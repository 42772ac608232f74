//! Durable replica of users, chatroom ownership, and chat logs.
//!
//! Layout under the node's root directory:
//!
//! ```text
//! files_<id>/
//!   users.txt          username:password, append-only
//!   chatrooms.txt      chatroom:owner, append on create, rewritten on delete
//!   chatlogs/
//!     <chatroom>.txt   one formatted message line per entry
//! ```
//!
//! All file writes are serialized through a single write mutex; the
//! chatroom-delete rewrite is the only truncating operation. Per the
//! propagation policy, durable-write failures are logged and the operation
//! still reports success upstream; the at-least-once log retry at the chat
//! node compensates.

use crate::errors::DataNodeError;
use parking_lot::{Mutex, RwLock};
use std::collections::HashMap;
use std::fs::{self, OpenOptions};
use std::io::Write;
use std::path::{Path, PathBuf};
use tracing::{debug, error, warn};

const USERS_FILE: &str = "users.txt";
const CHATROOMS_FILE: &str = "chatrooms.txt";
const CHATLOGS_DIR: &str = "chatlogs";

pub struct Store {
    root: PathBuf,
    users: RwLock<HashMap<String, String>>,
    chatrooms: RwLock<HashMap<String, String>>,
    write_lock: Mutex<()>,
}

impl Store {
    /// Opens (or creates) the file tree rooted at `root` and replays
    /// `users.txt` and `chatrooms.txt` into memory.
    pub fn open(root: impl Into<PathBuf>) -> Result<Self, DataNodeError> {
        let root = root.into();
        fs::create_dir_all(root.join(CHATLOGS_DIR))?;

        let users = load_pairs(&root.join(USERS_FILE))?;
        let chatrooms = load_pairs(&root.join(CHATROOMS_FILE))?;
        debug!(
            root = %root.display(),
            users = users.len(),
            chatrooms = chatrooms.len(),
            "durable store opened"
        );

        Ok(Self {
            root,
            users: RwLock::new(users),
            chatrooms: RwLock::new(chatrooms),
            write_lock: Mutex::new(()),
        })
    }

    pub fn root(&self) -> &Path {
        &self.root
    }

    pub fn user_exists(&self, username: &str) -> bool {
        self.users.read().contains_key(username)
    }

    pub fn verify_user(&self, username: &str, password: &str) -> bool {
        self.users.read().get(username).map(String::as_str) == Some(password)
    }

    pub fn chatroom_exists(&self, chatroom: &str) -> bool {
        self.chatrooms.read().contains_key(chatroom)
    }

    pub fn verify_owner(&self, chatroom: &str, username: &str) -> bool {
        self.chatrooms.read().get(chatroom).map(String::as_str) == Some(username)
    }

    /// Chatrooms present in the durable store, reported to the coordinator
    /// at registration so it can re-place them.
    pub fn known_rooms(&self) -> Vec<String> {
        self.chatrooms.read().keys().cloned().collect()
    }

    /// Applies CREATEUSER. Idempotent: an existing user is left untouched.
    pub fn create_user(&self, username: &str, password: &str) {
        let _io = self.write_lock.lock();
        if self.users.read().contains_key(username) {
            return;
        }
        self.append_line(USERS_FILE, &format!("{}:{}", username, password));
        self.users
            .write()
            .insert(username.to_string(), password.to_string());
    }

    /// Applies CREATECHATROOM. Idempotent: an existing chatroom is left
    /// untouched (a concurrent creation won elsewhere).
    pub fn create_chatroom(&self, chatroom: &str, owner: &str) {
        let _io = self.write_lock.lock();
        if self.chatrooms.read().contains_key(chatroom) {
            return;
        }
        self.append_line(CHATROOMS_FILE, &format!("{}:{}", chatroom, owner));
        if let Err(e) = OpenOptions::new()
            .create(true)
            .append(true)
            .open(self.chatlog_path(chatroom))
        {
            error!(chatroom, error = %e, "failed to create chat log file");
        }
        self.chatrooms
            .write()
            .insert(chatroom.to_string(), owner.to_string());
    }

    /// Applies DELETECHATROOM. Idempotent: an absent chatroom is a no-op.
    /// Rewrites `chatrooms.txt` from the surviving entries (the only
    /// truncating write in the store) and removes the chat log file.
    pub fn delete_chatroom(&self, chatroom: &str) {
        let _io = self.write_lock.lock();
        if self.chatrooms.write().remove(chatroom).is_none() {
            return;
        }
        let survivors: String = self
            .chatrooms
            .read()
            .iter()
            .map(|(name, owner)| format!("{}:{}\n", name, owner))
            .collect();
        if let Err(e) = fs::write(self.root.join(CHATROOMS_FILE), survivors) {
            error!(chatroom, error = %e, "failed to rewrite chatrooms file");
        }
        if let Err(e) = fs::remove_file(self.chatlog_path(chatroom)) {
            warn!(chatroom, error = %e, "failed to remove chat log file");
        }
    }

    /// Applies LOGMESSAGE: appends one formatted line to the chatroom's
    /// log. Never checks chatroom existence: a message racing a delete
    /// lands in a file the delete removes, and is discarded with it.
    pub fn append_chat_line(&self, chatroom: &str, line: &str) {
        let _io = self.write_lock.lock();
        let path = self.chatlog_path(chatroom);
        match OpenOptions::new().create(true).append(true).open(&path) {
            Ok(mut file) => {
                if let Err(e) = writeln!(file, "{}", line) {
                    error!(chatroom, error = %e, "failed to append chat line");
                }
            }
            Err(e) => error!(chatroom, error = %e, "failed to open chat log for append"),
        }
    }

    fn chatlog_path(&self, chatroom: &str) -> PathBuf {
        self.root.join(CHATLOGS_DIR).join(format!("{}.txt", chatroom))
    }

    fn append_line(&self, file: &str, line: &str) {
        let path = self.root.join(file);
        match OpenOptions::new().create(true).append(true).open(&path) {
            Ok(mut f) => {
                if let Err(e) = writeln!(f, "{}", line) {
                    error!(file, error = %e, "failed to append record");
                }
            }
            Err(e) => error!(file, error = %e, "failed to open record file for append"),
        }
    }
}

/// Reads `key:value` lines, splitting on the first separator. Missing file
/// means an empty map (first boot).
fn load_pairs(path: &Path) -> Result<HashMap<String, String>, DataNodeError> {
    let mut map = HashMap::new();
    let contents = match fs::read_to_string(path) {
        Ok(contents) => contents,
        Err(e) if e.kind() == std::io::ErrorKind::NotFound => return Ok(map),
        Err(e) => return Err(e.into()),
    };
    for line in contents.lines() {
        if line.is_empty() {
            continue;
        }
        match line.split_once(':') {
            Some((key, value)) => {
                map.insert(key.to_string(), value.to_string());
            }
            None => warn!(path = %path.display(), line, "skipping malformed record"),
        }
    }
    Ok(map)
}

#[cfg(test)]
mod tests {
    use super::*;
    use tempfile::TempDir;

    fn store() -> (TempDir, Store) {
        let dir = TempDir::new().unwrap();
        let store = Store::open(dir.path().join("files_0")).unwrap();
        (dir, store)
    }

    #[test]
    fn users_persist_across_reopen() {
        let (dir, store) = store();
        store.create_user("alice", "pw1");
        store.create_user("bob", "pw2");
        drop(store);

        let reopened = Store::open(dir.path().join("files_0")).unwrap();
        assert!(reopened.verify_user("alice", "pw1"));
        assert!(reopened.verify_user("bob", "pw2"));
        assert!(!reopened.verify_user("alice", "wrong"));
        assert!(!reopened.user_exists("carol"));
    }

    #[test]
    fn create_user_is_idempotent_on_disk() {
        let (dir, store) = store();
        store.create_user("alice", "pw");
        store.create_user("alice", "other");

        let contents = fs::read_to_string(dir.path().join("files_0").join("users.txt")).unwrap();
        assert_eq!(contents, "alice:pw\n");
        assert!(store.verify_user("alice", "pw"));
    }

    #[test]
    fn chatroom_create_and_delete_round_trip() {
        let (dir, store) = store();
        store.create_chatroom("room1", "alice");
        store.create_chatroom("room2", "bob");
        assert!(store.chatroom_exists("room1"));
        assert!(store.verify_owner("room1", "alice"));
        assert!(!store.verify_owner("room1", "bob"));
        assert!(dir
            .path()
            .join("files_0/chatlogs/room1.txt")
            .exists());

        store.delete_chatroom("room1");
        assert!(!store.chatroom_exists("room1"));
        assert!(!dir.path().join("files_0/chatlogs/room1.txt").exists());

        let contents =
            fs::read_to_string(dir.path().join("files_0").join("chatrooms.txt")).unwrap();
        assert_eq!(contents, "room2:bob\n");

        // deleting again is a no-op
        store.delete_chatroom("room1");
        assert_eq!(store.known_rooms(), vec!["room2".to_string()]);
    }

    #[test]
    fn chat_lines_append_in_order_without_dedup() {
        let (dir, store) = store();
        store.create_chatroom("room1", "alice");
        store.append_chat_line("room1", "alice >> hello");
        store.append_chat_line("room1", "alice >> hello");
        store.append_chat_line("room1", "bob >> hi");

        let contents =
            fs::read_to_string(dir.path().join("files_0/chatlogs/room1.txt")).unwrap();
        assert_eq!(contents, "alice >> hello\nalice >> hello\nbob >> hi\n");
    }

    #[test]
    fn log_append_for_unknown_room_creates_the_file() {
        let (dir, store) = store();
        store.append_chat_line("ghost", "alice >> anyone here");
        let contents = fs::read_to_string(dir.path().join("files_0/chatlogs/ghost.txt")).unwrap();
        assert_eq!(contents, "alice >> anyone here\n");
    }
}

WHAT TO DO
Among the lines above, find those carrying the word "existing" and copy them out.

ANSWER TO THE EXERCISE
    /// Applies CREATEUSER. Idempotent: an existing user is left untouched.
    /// Applies CREATECHATROOM. Idempotent: an existing chatroom is left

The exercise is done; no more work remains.